Negli ultimi anni si parla sempre più spesso di varietà antiche da frutto, non solo come recupero della tradizione, ma come scelta tecnica consapevole per una frutticoltura più equilibrata e sostenibile.
Nel reel realizzato insieme ad Alberto Omezzoli, abbiamo approfondito il valore agronomico di queste varietà, chiarendo perché non rappresentino il passato, ma una possibile risposta alle esigenze attuali del verde.
Varietà antiche: non meno produttive, ma più equilibrate
Le varietà antiche sono il risultato di una selezione avvenuta nel tempo, spesso legata a specifiche aree geografiche.
Questo le rende particolarmente adatte a:
- condizioni pedoclimatiche locali
- gestione meno intensiva
- strategie di prevenzione più efficaci
Dal punto di vista pratico, ciò si traduce in una frutticoltura più attenta all’osservazione della pianta e meno dipendente da soluzioni standard.
Biodiversità come valore agronomico
Scegliere varietà antiche significa anche tutelare la biodiversità, un elemento fondamentale per la stabilità degli ecosistemi agricoli.
Una maggiore variabilità genetica contribuisce a:
- aumentare la resilienza delle colture
- migliorare l’equilibrio vegeto-produttivo
- favorire una gestione più sostenibile nel lungo periodo
Non si tratta quindi di una scelta nostalgica, ma di un approccio moderno, orientato alla qualità e alla durata.
Un ponte tra tradizione e innovazione
Il confronto con Alberto Omezzoli ha messo in evidenza come innovazione e varietà antiche possano convivere.
Tecniche moderne di gestione, conoscenza agronomica e rispetto dei tempi della pianta permettono di valorizzare queste varietà, rendendole perfettamente integrabili anche in contesti professionali.

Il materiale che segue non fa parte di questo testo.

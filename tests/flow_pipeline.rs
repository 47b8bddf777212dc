//! Flow engine pipeline properties: strict ordering, progress accounting,
//! and abort semantics over arbitrary task counts.

use async_trait::async_trait;
use proptest::prelude::*;

use switchboard::flow::{self, Abort, FlowError, FlowTask, Progress, TaskResult};

#[derive(Default)]
struct Trace {
    ran: Vec<usize>,
}

struct Step {
    index: usize,
    fail: bool,
}

#[async_trait(?Send)]
impl FlowTask<Trace> for Step {
    async fn run(&mut self, ctx: &mut Trace) -> TaskResult {
        ctx.ran.push(self.index);
        if self.fail {
            Err(Abort::new(format!("step {} refused", self.index)))
        } else {
            Ok(())
        }
    }
}

#[derive(Debug, Default)]
struct RecordingProgress {
    resets: Vec<usize>,
    ticks: usize,
    finishes: usize,
}

impl Progress for RecordingProgress {
    fn reset(&mut self, steps: usize) {
        self.resets.push(steps);
    }

    fn tick(&mut self) {
        self.ticks += 1;
    }

    fn finish(&mut self) {
        self.finishes += 1;
    }
}

fn tasks(count: usize, fail_at: Option<usize>) -> Vec<Box<dyn FlowTask<Trace>>> {
    (0..count)
        .map(|index| {
            Box::new(Step {
                index,
                fail: fail_at == Some(index),
            }) as Box<dyn FlowTask<Trace>>
        })
        .collect()
}

fn run_series(
    count: usize,
    fail_at: Option<usize>,
) -> (Trace, RecordingProgress, Result<(), FlowError>) {
    let runtime = tokio::runtime::Builder::new_current_thread()
        .build()
        .expect("runtime");
    let mut ctx = Trace::default();
    let mut progress = RecordingProgress::default();
    let mut series_tasks = tasks(count, fail_at);
    let result =
        runtime.block_on(flow::series(&mut progress, &mut ctx, &mut series_tasks));
    (ctx, progress, result)
}

proptest! {
    /// Tasks run in strict index order; no task starts before its
    /// predecessor proceeded.
    #[test]
    fn series_preserves_strict_order(count in 1usize..12) {
        let (ctx, _, result) = run_series(count, None);
        prop_assert!(result.is_ok());
        prop_assert_eq!(ctx.ran, (0..count).collect::<Vec<_>>());
    }

    /// N successful tasks tick N-1 times before the single finish.
    #[test]
    fn series_ticks_completed_steps_only(count in 1usize..12) {
        let (_, progress, result) = run_series(count, None);
        prop_assert!(result.is_ok());
        prop_assert_eq!(progress.resets.clone(), vec![count]);
        prop_assert_eq!(progress.ticks, count - 1);
        prop_assert_eq!(progress.finishes, 1);
    }

    /// An abort at step k runs exactly the prefix 0..=k and fails once.
    #[test]
    fn abort_stops_after_the_failing_task(count in 1usize..12, fail_at in 0usize..12) {
        prop_assume!(fail_at < count);
        let (ctx, progress, result) = run_series(count, Some(fail_at));
        prop_assert_eq!(ctx.ran, (0..=fail_at).collect::<Vec<_>>());
        prop_assert_eq!(progress.finishes, 1);
        let aborted_at_k = matches!(
            &result,
            Err(FlowError::Aborted { step, total, .. }) if *step == fail_at && *total == count
        );
        prop_assert!(aborted_at_k, "unexpected result: {:?}", result);
    }
}

#[test]
fn single_is_equivalent_to_a_one_task_series() {
    let runtime = tokio::runtime::Builder::new_current_thread()
        .build()
        .expect("runtime");
    let mut single_ctx = Trace::default();
    let mut single_progress = RecordingProgress::default();
    let mut task = Step {
        index: 0,
        fail: false,
    };
    runtime
        .block_on(flow::single(
            &mut single_progress,
            &mut single_ctx,
            &mut task,
        ))
        .unwrap();

    let (series_ctx, series_progress, result) = run_series(1, None);
    assert!(result.is_ok());
    assert_eq!(single_ctx.ran, series_ctx.ran);
    assert_eq!(single_progress.resets, series_progress.resets);
    assert_eq!(single_progress.ticks, series_progress.ticks);
    assert_eq!(single_progress.finishes, series_progress.finishes);
}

Varietà antiche: una scelta per il futuro del verde
Le varietà antiche da frutto rappresentano oggi una soluzione concreta per chi cerca:
- piante più stabili
- una gestione più sostenibile
- un legame autentico con il territorio
Il loro valore non è solo produttivo, ma culturale, ambientale e tecnico. Un patrimonio da conoscere e valorizzare, guardando al futuro del verde.